## WHAT THIS TASK INVOLVES
State the number of lines in the following data that include the word "info", with no other text.

(Collected data)
↓↓↓

//! PostgreSQL-backed `UserDirectoryRepository` implementation using Diesel ORM.
//!
//! Uniqueness of email and phone number is enforced by the `users` table's
//! unique indexes; a rejected insert surfaces as
//! [`UserDirectoryRepositoryError::DuplicateKey`].

use async_trait::async_trait;
use diesel::prelude::*;
use diesel_async::RunQueryDsl;
use tracing::debug;

use crate::domain::ports::{UserDirectoryRepository, UserDirectoryRepositoryError};
use crate::domain::{EmailAddress, LookupCredentials, PhoneNumber, UserRecord, UserRecordParts};

use super::models::{NewUserRow, UserRow};
use super::pool::{DbPool, PoolError};
use super::schema::users;

/// Diesel-backed implementation of the `UserDirectoryRepository` port.
#[derive(Clone)]
pub struct DieselUserDirectoryRepository {
    pool: DbPool,
}

impl DieselUserDirectoryRepository {
    /// Create a new repository with the given connection pool.
    pub fn new(pool: DbPool) -> Self {
        Self { pool }
    }
}

fn map_pool_error(error: PoolError) -> UserDirectoryRepositoryError {
    UserDirectoryRepositoryError::connection(error.into_message())
}

fn map_diesel_error(error: diesel::result::Error) -> UserDirectoryRepositoryError {
    use diesel::result::{DatabaseErrorKind, Error as DieselError};

    match &error {
        DieselError::DatabaseError(kind, info) => {
            debug!(?kind, message = info.message(), "diesel operation failed");
        }
        _ => debug!(
            error_type = %std::any::type_name_of_val(&error),
            "diesel operation failed"
        ),
    }

    match error {
        DieselError::NotFound => UserDirectoryRepositoryError::query("record not found"),
        DieselError::QueryBuilderError(_) => {
            UserDirectoryRepositoryError::query("database query error")
        }
        DieselError::DatabaseError(kind, info) => match kind {
            DatabaseErrorKind::UniqueViolation => UserDirectoryRepositoryError::duplicate_key(
                info.constraint_name().unwrap_or("users unique index"),
            ),
            DatabaseErrorKind::ClosedConnection => {
                UserDirectoryRepositoryError::connection("database connection error")
            }
            _ => UserDirectoryRepositoryError::query("database error"),
        },
        _ => UserDirectoryRepositoryError::query("database error"),
    }
}

fn row_to_record(row: UserRow) -> Result<UserRecord, UserDirectoryRepositoryError> {
    let id = row.id;
    UserRecord::try_from_parts(UserRecordParts {
        id: row.id,
        first_name: row.first_name,
        last_name: row.last_name,
        email: row.email,
        phone_number: row.phone_number,
        city: row.city,
        created_at: row.created_at,
        updated_at: row.updated_at,
    })
    .map_err(|err| UserDirectoryRepositoryError::query(format!("corrupt user row {id}: {err}")))
}

#[async_trait]
impl UserDirectoryRepository for DieselUserDirectoryRepository {
    async fn find_by_email_or_phone(
        &self,
        email: &EmailAddress,
        phone_number: &PhoneNumber,
    ) -> Result<Option<UserRecord>, UserDirectoryRepositoryError> {
        let mut conn = self.pool.get().await.map_err(map_pool_error)?;

        let row: Option<UserRow> = users::table
            .filter(
                users::email
                    .eq(email.as_ref())
                    .or(users::phone_number.eq(phone_number.as_ref())),
            )
            .select(UserRow::as_select())
            .first(&mut conn)
            .await
            .optional()
            .map_err(map_diesel_error)?;

        row.map(row_to_record).transpose()
    }

    async fn insert(&self, record: &UserRecord) -> Result<(), UserDirectoryRepositoryError> {
        let mut conn = self.pool.get().await.map_err(map_pool_error)?;

        let new_row = NewUserRow {
            id: *record.id().as_uuid(),
            first_name: record.first_name(),
            last_name: record.last_name(),
            email: record.email().as_ref(),
            phone_number: record.phone_number().as_ref(),
            city: record.city(),
            created_at: record.created_at(),
            updated_at: record.updated_at(),
        };

        diesel::insert_into(users::table)
            .values(&new_row)
            .execute(&mut conn)
            .await
            .map(|_| ())
            .map_err(map_diesel_error)
    }

    async fn find_by_credentials(
        &self,
        credentials: &LookupCredentials,
    ) -> Result<Option<UserRecord>, UserDirectoryRepositoryError> {
        let mut conn = self.pool.get().await.map_err(map_pool_error)?;

        let row: Option<UserRow> = users::table
            .filter(users::email.eq(credentials.email().as_ref()))
            .filter(users::phone_number.eq(credentials.phone_number().as_ref()))
            .select(UserRow::as_select())
            .first(&mut conn)
            .await
            .optional()
            .map_err(map_diesel_error)?;

        row.map(row_to_record).transpose()
    }
}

↑↑↑

## EXERCISE RESPONSE
4